Я не отвечал… Она поцеловала меня в глаза и по-немецки спросила:

– О чем ты плакал?»

Это удивительное «о чем ты плакал?» больше говорит нам о характере Николеньки, чем всё остальное. Только мать понимает, что слезы у ее сына имеют, так сказать, содержание. Не «почему ты плакал?», но «о чем ты плакал?»

Плачет он обо всем. О себе, о maman, об отце, о Карле Ивановиче, о птенчике, выпавшем из гнезда, о курице, которую несут на казнь, об охотничьей собаке со сломанной лапкой, о первой любви… Плачет от радости и злости, от любви и стыда. Плачет, когда ему очень хорошо и когда очень плохо. Когда счастлив и когда хочет умереть. Плачет просыпаясь и засыпая.
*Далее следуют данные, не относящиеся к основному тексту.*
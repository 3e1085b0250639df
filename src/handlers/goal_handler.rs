use actix_web::{web, HttpResponse};
use chrono::Utc;
use serde_json::json;
use uuid::Uuid;

use crate::errors::ServiceError;
use crate::goals::ProgressEngine;
use crate::middleware::auth::Claims;
use crate::models::goal::{CreateGoalRequest, Goal, GoalListQuery, GoalPatch, GoalStatus};
use crate::store::AppStores;

#[tracing::instrument(
    name = "Create goal",
    skip(form, stores, claims),
    fields(email = %claims.email, goal_type = %form.goal_type)
)]
pub async fn create_goal(
    form: web::Json<CreateGoalRequest>,
    stores: web::Data<AppStores>,
    claims: web::ReqData<Claims>,
) -> Result<HttpResponse, ServiceError> {
    let user_id = claims
        .user_id()
        .ok_or_else(|| ServiceError::Invalid("Invalid user ID".into()))?;
    form.validate().map_err(ServiceError::Invalid)?;

    let now = Utc::now();
    let goal = Goal {
        id: Uuid::new_v4(),
        user_id,
        title: form.title.clone(),
        description: form.description.clone(),
        goal_type: form.goal_type,
        target_value: form.target_value,
        current_value: 0.0,
        start_date: form.start_date,
        end_date: form.end_date,
        status: GoalStatus::Active,
        created_at: now,
        updated_at: now,
    };
    stores.goals.insert(&goal).await?;

    Ok(HttpResponse::Created().json(goal))
}

/// Listing demotes overdue unmet goals first, so clients always see
/// up-to-date statuses. A sweep failure aborts the request.
#[tracing::instrument(name = "List goals", skip(stores, claims), fields(email = %claims.email))]
pub async fn list_goals(
    query: web::Query<GoalListQuery>,
    stores: web::Data<AppStores>,
    claims: web::ReqData<Claims>,
) -> Result<HttpResponse, ServiceError> {
    let user_id = claims
        .user_id()
        .ok_or_else(|| ServiceError::Invalid("Invalid user ID".into()))?;

    ProgressEngine::new(&stores).sweep_expired(user_id).await?;

    let goals = stores.goals.list_by_user(user_id, query.status).await?;
    Ok(HttpResponse::Ok().json(goals))
}

#[tracing::instrument(name = "Get goal", skip(stores, claims), fields(email = %claims.email))]
pub async fn get_goal(
    path: web::Path<Uuid>,
    stores: web::Data<AppStores>,
    claims: web::ReqData<Claims>,
) -> Result<HttpResponse, ServiceError> {
    let user_id = claims
        .user_id()
        .ok_or_else(|| ServiceError::Invalid("Invalid user ID".into()))?;
    let goal = find_owned_goal(&stores, path.into_inner(), user_id).await?;
    Ok(HttpResponse::Ok().json(goal))
}

#[tracing::instrument(
    name = "Update goal",
    skip(patch, stores, claims),
    fields(email = %claims.email)
)]
pub async fn update_goal(
    path: web::Path<Uuid>,
    patch: web::Json<GoalPatch>,
    stores: web::Data<AppStores>,
    claims: web::ReqData<Claims>,
) -> Result<HttpResponse, ServiceError> {
    let user_id = claims
        .user_id()
        .ok_or_else(|| ServiceError::Invalid("Invalid user ID".into()))?;
    let goal_id = path.into_inner();

    patch.validate().map_err(ServiceError::Invalid)?;
    find_owned_goal(&stores, goal_id, user_id).await?;

    // A caller-supplied current_value or status is an explicit override;
    // the next activity mutation recomputes both.
    let updated = stores
        .goals
        .update_fields(goal_id, user_id, &patch)
        .await?
        .ok_or(ServiceError::NotFound("Goal"))?;

    Ok(HttpResponse::Ok().json(updated))
}

#[tracing::instrument(name = "Delete goal", skip(stores, claims), fields(email = %claims.email))]
pub async fn delete_goal(
    path: web::Path<Uuid>,
    stores: web::Data<AppStores>,
    claims: web::ReqData<Claims>,
) -> Result<HttpResponse, ServiceError> {
    let user_id = claims
        .user_id()
        .ok_or_else(|| ServiceError::Invalid("Invalid user ID".into()))?;
    let goal_id = path.into_inner();

    find_owned_goal(&stores, goal_id, user_id).await?;
    stores.goals.delete(goal_id, user_id).await?;

    Ok(HttpResponse::Ok().json(json!({ "message": "Goal deleted successfully" })))
}

#[tracing::instrument(name = "Recompute goal progress", skip(stores, claims), fields(email = %claims.email))]
pub async fn update_progress(
    path: web::Path<Uuid>,
    stores: web::Data<AppStores>,
    claims: web::ReqData<Claims>,
) -> Result<HttpResponse, ServiceError> {
    let user_id = claims
        .user_id()
        .ok_or_else(|| ServiceError::Invalid("Invalid user ID".into()))?;
    let goal = ProgressEngine::new(&stores)
        .recompute(path.into_inner(), user_id)
        .await?;
    Ok(HttpResponse::Ok().json(goal))
}

async fn find_owned_goal(
    stores: &AppStores,
    goal_id: Uuid,
    user_id: Uuid,
) -> Result<Goal, ServiceError> {
    let goal = stores
        .goals
        .find_by_id(goal_id)
        .await?
        .ok_or(ServiceError::NotFound("Goal"))?;
    if goal.user_id != user_id {
        return Err(ServiceError::AccessDenied);
    }
    Ok(goal)
}
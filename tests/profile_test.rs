use reqwest::Client;
use serde_json::json;

mod common;
use common::utils::{create_test_user_and_login, login, spawn_app};

#[tokio::test]
async fn profile_returns_the_authenticated_user() {
    let app = spawn_app().await;
    let client = Client::new();
    let (token, user_id, email) = create_test_user_and_login(&app).await;

    let body: serde_json::Value = client
        .get(format!("{}/api/users/profile", app.address))
        .bearer_auth(&token)
        .send()
        .await
        .unwrap()
        .json()
        .await
        .unwrap();

    assert_eq!(body["id"], user_id.to_string());
    assert_eq!(body["email"], email);
    assert!(body.get("password_hash").is_none());
}

#[tokio::test]
async fn profile_update_changes_email() {
    let app = spawn_app().await;
    let client = Client::new();
    let (token, _, _) = create_test_user_and_login(&app).await;

    let new_email = format!("renamed{}@example.com", uuid::Uuid::new_v4());
    let response = client
        .put(format!("{}/api/users/profile", app.address))
        .bearer_auth(&token)
        .json(&json!({ "email": new_email }))
        .send()
        .await
        .unwrap();
    assert!(response.status().is_success());

    // The new email is a valid login
    login(&app, &new_email, "password123").await;
}

#[tokio::test]
async fn profile_update_rejects_taken_email() {
    let app = spawn_app().await;
    let client = Client::new();
    let (_, _, taken_email) = create_test_user_and_login(&app).await;
    let (token, _, _) = create_test_user_and_login(&app).await;

    let response = client
        .put(format!("{}/api/users/profile", app.address))
        .bearer_auth(&token)
        .json(&json!({ "email": taken_email }))
        .send()
        .await
        .unwrap();
    assert_eq!(400, response.status().as_u16());
}

#[tokio::test]
async fn password_change_requires_the_current_password() {
    let app = spawn_app().await;
    let client = Client::new();
    let (token, _, email) = create_test_user_and_login(&app).await;

    // Missing current password
    let response = client
        .put(format!("{}/api/users/profile", app.address))
        .bearer_auth(&token)
        .json(&json!({ "new_password": "newpassword456" }))
        .send()
        .await
        .unwrap();
    assert_eq!(400, response.status().as_u16());

    // Wrong current password
    let response = client
        .put(format!("{}/api/users/profile", app.address))
        .bearer_auth(&token)
        .json(&json!({
            "current_password": "wrong-password",
            "new_password": "newpassword456"
        }))
        .send()
        .await
        .unwrap();
    assert_eq!(400, response.status().as_u16());

    // Correct current password
    let response = client
        .put(format!("{}/api/users/profile", app.address))
        .bearer_auth(&token)
        .json(&json!({
            "current_password": "password123",
            "new_password": "newpassword456"
        }))
        .send()
        .await
        .unwrap();
    assert!(response.status().is_success());

    login(&app, &email, "newpassword456").await;
}

#[tokio::test]
async fn empty_profile_update_is_rejected() {
    let app = spawn_app().await;
    let client = Client::new();
    let (token, _, _) = create_test_user_and_login(&app).await;

    let response = client
        .put(format!("{}/api/users/profile", app.address))
        .bearer_auth(&token)
        .json(&json!({}))
        .send()
        .await
        .unwrap();
    assert_eq!(400, response.status().as_u16());
}
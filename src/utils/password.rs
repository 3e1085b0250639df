use bcrypt::{hash, verify, DEFAULT_COST};

pub fn hash_password(password: &str) -> String {
    hash(password, DEFAULT_COST).expect("Failed to hash password")
}

pub fn verify_password(password: &str, hash: &str) -> bool {
    verify(password, hash).unwrap_or(false)
}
Апофеозом «Детства», его кульминацией являются слова, которые часто цитируются:

«После молитвы завернешься, бывало, в одеяльце; на душе легко, светло и отрадно; одни мечты гонят другие – но о чем они? – Они неуловимы, но исполнены чистой любовью и надеждами на светлое счастие. Вспомнишь, бывало, о Карле Ивановиче и его горькой участи – единственном человеке, которого я знал несчастливым, – и так жалко станет, так полюбишь его, что слезы потекут из глаз, и думаешь: “Дай Бог ему счастия, дай мне возможность помочь ему, облегчить его горе; я всем готов для него пожертвовать”. Потом любимую фарфоровую игрушку – зайчика или собачку – уткнешь в угол пуховой подушки и любуешься, как хорошо, как тепло и уютно ей там лежать. Еще помолишься о том, чтобы дал Бог счастия всем, чтобы все были довольны и чтобы завтра была хорошая погода для гулянья, повернешься на другой бок, мысли и мечты перепутаются, смешаются, и уснешь тихо, спокойно, еще с мокрым от слез лицом.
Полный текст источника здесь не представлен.